The air changes might be achieved:
• Passively – by providing low-level and/or high-level opening louvres.
• Actively – using powered fans.
This type of ventilation is intended to be effective in removing gas contaminants (sometimes fumes) and to keep overall concentration of any contaminants below the OEL.
Dilution ventilation is appropriate where: • The OEL of the hazardous substance is high. • The rate of formation of the gas or vapour is slow. • Operators are not in close contact with the
contamination generation point.
If a powered system is used, fans must be sited appropriately.

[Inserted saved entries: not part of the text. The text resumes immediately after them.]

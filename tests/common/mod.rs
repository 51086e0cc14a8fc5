// Copyright (c) 2022 Huawei Technologies Co.,Ltd. All rights reserved.
//
// sysMaster is licensed under Mulan PSL v2.
// You can use this software according to the terms and conditions of the Mulan
// PSL v2.
// You may obtain a copy of Mulan PSL v2 at:
//         http://license.coscl.org.cn/MulanPSL2
// THIS SOFTWARE IS PROVIDED ON AN "AS IS" BASIS, WITHOUT WARRANTIES OF ANY
// KIND, EITHER EXPRESS OR IMPLIED, INCLUDING BUT NOT LIMITED TO
// NON-INFRINGEMENT, MERCHANTABILITY OR FIT FOR A PARTICULAR PURPOSE.
// See the Mulan PSL v2 for more details.

use basic::fstab_util::{fstab_filter_options, fstab_test_option};
use generator::{Generator, Relation, Result};
use std::{fs, os::unix::fs::PermissionsExt, path::Path};
use walkdir::WalkDir;

/// one line of an fstab
pub struct Record {
    pub what: &'static str,
    pub mount_point: &'static str,
    pub fstype: &'static str,
    pub opts: &'static str,
    pub passno: u32,
}

/// A minimal fstab generator, enough to drive every rule.
pub fn process_record(g: &Generator, r: Record) -> Result<()> {
    let makefs = fstab_test_option(r.opts, &["x-systemd.makefs"]);

    if r.fstype == "swap" {
        if makefs {
            g.hook_up_mkswap(r.what)?;
        }
        return Ok(());
    }

    let opts = g.write_timeouts(r.what, r.mount_point, r.opts)?;
    g.write_device_deps(r.what, r.mount_point, &opts)?;
    let opts = fstab_filter_options(&opts, &["x-systemd.makefs", "x-systemd.growfs"]).filtered;

    let name = basic::unit_name::unit_name_from_path(r.mount_point, ".mount").map_err(|e| {
        generator::Error::UnitName {
            what: r.mount_point.to_string(),
            source: e,
        }
    })?;

    let mut unit = g.open_unit_file(Some("/etc/fstab"), &name)?;
    unit.write_str("[Unit]\nSourcePath=/etc/fstab\n")?;
    if r.passno > 0 {
        g.write_fsck_deps(&mut unit, r.what, r.mount_point, Some(r.fstype))?;
    }
    unit.write_str(&format!(
        "\n[Mount]\nWhat={}\nWhere={}\nType={}\n",
        r.what, r.mount_point, r.fstype
    ))?;
    if !opts.is_empty() {
        unit.write_str(&format!("Options={}\n", opts))?;
    }
    unit.commit()?;

    if makefs {
        g.hook_up_mkfs(r.what, r.mount_point, Some(r.fstype))?;
    }
    if fstab_test_option(r.opts, &["x-systemd.growfs"]) {
        g.hook_up_growfs(r.mount_point, "local-fs.target")?;
    }

    g.add_symlink("local-fs.target", Relation::Requires, &name)?;
    Ok(())
}

/// put an executable "fsck.<fstype>" into `dir`
pub fn install_fsck(dir: &Path, fstype: &str) {
    let p = dir.join(format!("fsck.{}", fstype));
    fs::write(&p, "#!/bin/sh\nexit 0\n").unwrap();
    fs::set_permissions(&p, fs::Permissions::from_mode(0o755)).unwrap();
}

/// all entries below `dir`, relative and sorted, symlinks are not followed
pub fn tree(dir: &Path) -> Vec<String> {
    let mut ret: Vec<String> = WalkDir::new(dir)
        .min_depth(1)
        .sort_by_file_name()
        .into_iter()
        .map(|e| {
            e.unwrap()
                .path()
                .strip_prefix(dir)
                .unwrap()
                .display()
                .to_string()
        })
        .collect();
    ret.sort();
    ret
}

If the contaminant is:
• Lighter than air, it will naturally rise up inside workrooms and be extracted at high level.
• Heavier than air, it will sink to the floor and low-level extraction will be more suitable.
Limitations of dilution ventilation systems:
• Not suitable for the control of substances with high toxicity.
• Do not cope well with sudden releases of large quantities of contaminant.
• Do not work well: – On dust.
– Where the contaminant is released from one point source.
• Dead areas may exist where high concentrations of the contaminant are allowed to accumulate.
Dead areas are those areas in a workplace which remain dormant so the air in them is not changed. This is usually due to the air-flow patterns produced by poor positioning of extraction fans and inlets for make-up air. Dead areas can move from one place to another as a result of changing the positions of fans and make- up air inlets, or by the intrusion of other air through windows and doors. Moving the position of machinery or workbenches can have similar effects.